> _Exercise directions_
All of the data needs to come back exactly as written.

> _Exercise data_
━━━━━━━━

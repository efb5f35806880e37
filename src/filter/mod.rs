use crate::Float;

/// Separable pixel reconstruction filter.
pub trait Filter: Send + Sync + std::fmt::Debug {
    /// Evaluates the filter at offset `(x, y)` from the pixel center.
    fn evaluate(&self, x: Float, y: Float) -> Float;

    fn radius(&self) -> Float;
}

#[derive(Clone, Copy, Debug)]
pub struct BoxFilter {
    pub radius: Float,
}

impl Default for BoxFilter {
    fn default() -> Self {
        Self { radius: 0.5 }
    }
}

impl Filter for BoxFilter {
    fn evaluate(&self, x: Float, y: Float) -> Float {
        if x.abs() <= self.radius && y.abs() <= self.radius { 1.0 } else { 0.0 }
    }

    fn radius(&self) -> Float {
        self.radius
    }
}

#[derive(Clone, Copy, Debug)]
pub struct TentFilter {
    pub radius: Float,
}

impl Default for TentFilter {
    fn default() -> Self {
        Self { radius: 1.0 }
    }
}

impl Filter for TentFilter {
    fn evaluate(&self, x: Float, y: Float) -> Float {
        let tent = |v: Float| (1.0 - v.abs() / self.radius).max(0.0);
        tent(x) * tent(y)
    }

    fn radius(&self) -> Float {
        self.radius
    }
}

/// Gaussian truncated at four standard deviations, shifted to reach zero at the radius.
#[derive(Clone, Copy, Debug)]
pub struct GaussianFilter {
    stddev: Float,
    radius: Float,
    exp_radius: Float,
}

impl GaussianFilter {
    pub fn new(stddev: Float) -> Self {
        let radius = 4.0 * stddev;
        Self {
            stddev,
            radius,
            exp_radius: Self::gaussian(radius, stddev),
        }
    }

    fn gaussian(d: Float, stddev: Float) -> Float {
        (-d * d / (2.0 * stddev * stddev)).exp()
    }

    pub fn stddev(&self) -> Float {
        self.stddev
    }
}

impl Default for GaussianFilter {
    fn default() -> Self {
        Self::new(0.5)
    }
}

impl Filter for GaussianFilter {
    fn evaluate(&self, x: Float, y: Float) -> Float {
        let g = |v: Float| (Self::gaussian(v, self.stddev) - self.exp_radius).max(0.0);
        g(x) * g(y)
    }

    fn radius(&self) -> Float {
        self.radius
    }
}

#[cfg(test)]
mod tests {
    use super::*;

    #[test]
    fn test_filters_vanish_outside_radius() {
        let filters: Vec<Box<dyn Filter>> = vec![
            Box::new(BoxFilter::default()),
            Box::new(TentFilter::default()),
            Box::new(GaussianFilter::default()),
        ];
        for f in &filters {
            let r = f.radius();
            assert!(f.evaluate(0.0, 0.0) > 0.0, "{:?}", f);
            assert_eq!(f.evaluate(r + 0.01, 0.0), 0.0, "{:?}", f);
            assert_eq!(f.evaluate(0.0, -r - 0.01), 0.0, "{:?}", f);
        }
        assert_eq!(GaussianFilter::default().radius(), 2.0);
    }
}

━━━━━━━━

> _Task solution_
repository efb5f35806880e37
filename src/filter/mod.rs
use crate::Float;

/// Separable pixel reconstruction filter.
pub trait Filter: Send + Sync + std::fmt::Debug {
    /// Evaluates the filter at offset `(x, y)` from the pixel center.
    fn evaluate(&self, x: Float, y: Float) -> Float;

    fn radius(&self) -> Float;
}

#[derive(Clone, Copy, Debug)]
pub struct BoxFilter {
    pub radius: Float,
}

impl Default for BoxFilter {
    fn default() -> Self {
        Self { radius: 0.5 }
    }
}

impl Filter for BoxFilter {
    fn evaluate(&self, x: Float, y: Float) -> Float {
        if x.abs() <= self.radius && y.abs() <= self.radius { 1.0 } else { 0.0 }
    }

    fn radius(&self) -> Float {
        self.radius
    }
}

#[derive(Clone, Copy, Debug)]
pub struct TentFilter {
    pub radius: Float,
}

impl Default for TentFilter {
    fn default() -> Self {
        Self { radius: 1.0 }
    }
}

impl Filter for TentFilter {
    fn evaluate(&self, x: Float, y: Float) -> Float {
        let tent = |v: Float| (1.0 - v.abs() / self.radius).max(0.0);
        tent(x) * tent(y)
    }

    fn radius(&self) -> Float {
        self.radius
    }
}

/// Gaussian truncated at four standard deviations, shifted to reach zero at the radius.
#[derive(Clone, Copy, Debug)]
pub struct GaussianFilter {
    stddev: Float,
    radius: Float,
    exp_radius: Float,
}

impl GaussianFilter {
    pub fn new(stddev: Float) -> Self {
        let radius = 4.0 * stddev;
        Self {
            stddev,
            radius,
            exp_radius: Self::gaussian(radius, stddev),
        }
    }

    fn gaussian(d: Float, stddev: Float) -> Float {
        (-d * d / (2.0 * stddev * stddev)).exp()
    }

    pub fn stddev(&self) -> Float {
        self.stddev
    }
}

impl Default for GaussianFilter {
    fn default() -> Self {
        Self::new(0.5)
    }
}

impl Filter for GaussianFilter {
    fn evaluate(&self, x: Float, y: Float) -> Float {
        let g = |v: Float| (Self::gaussian(v, self.stddev) - self.exp_radius).max(0.0);
        g(x) * g(y)
    }

    fn radius(&self) -> Float {
        self.radius
    }
}

#[cfg(test)]
mod tests {
    use super::*;

    #[test]
    fn test_filters_vanish_outside_radius() {
        let filters: Vec<Box<dyn Filter>> = vec![
            Box::new(BoxFilter::default()),
            Box::new(TentFilter::default()),
            Box::new(GaussianFilter::default()),
        ];
        for f in &filters {
            let r = f.radius();
            assert!(f.evaluate(0.0, 0.0) > 0.0, "{:?}", f);
            assert_eq!(f.evaluate(r + 0.01, 0.0), 0.0, "{:?}", f);
            assert_eq!(f.evaluate(0.0, -r - 0.01), 0.0, "{:?}", f);
        }
        assert_eq!(GaussianFilter::default().radius(), 2.0);
    }
}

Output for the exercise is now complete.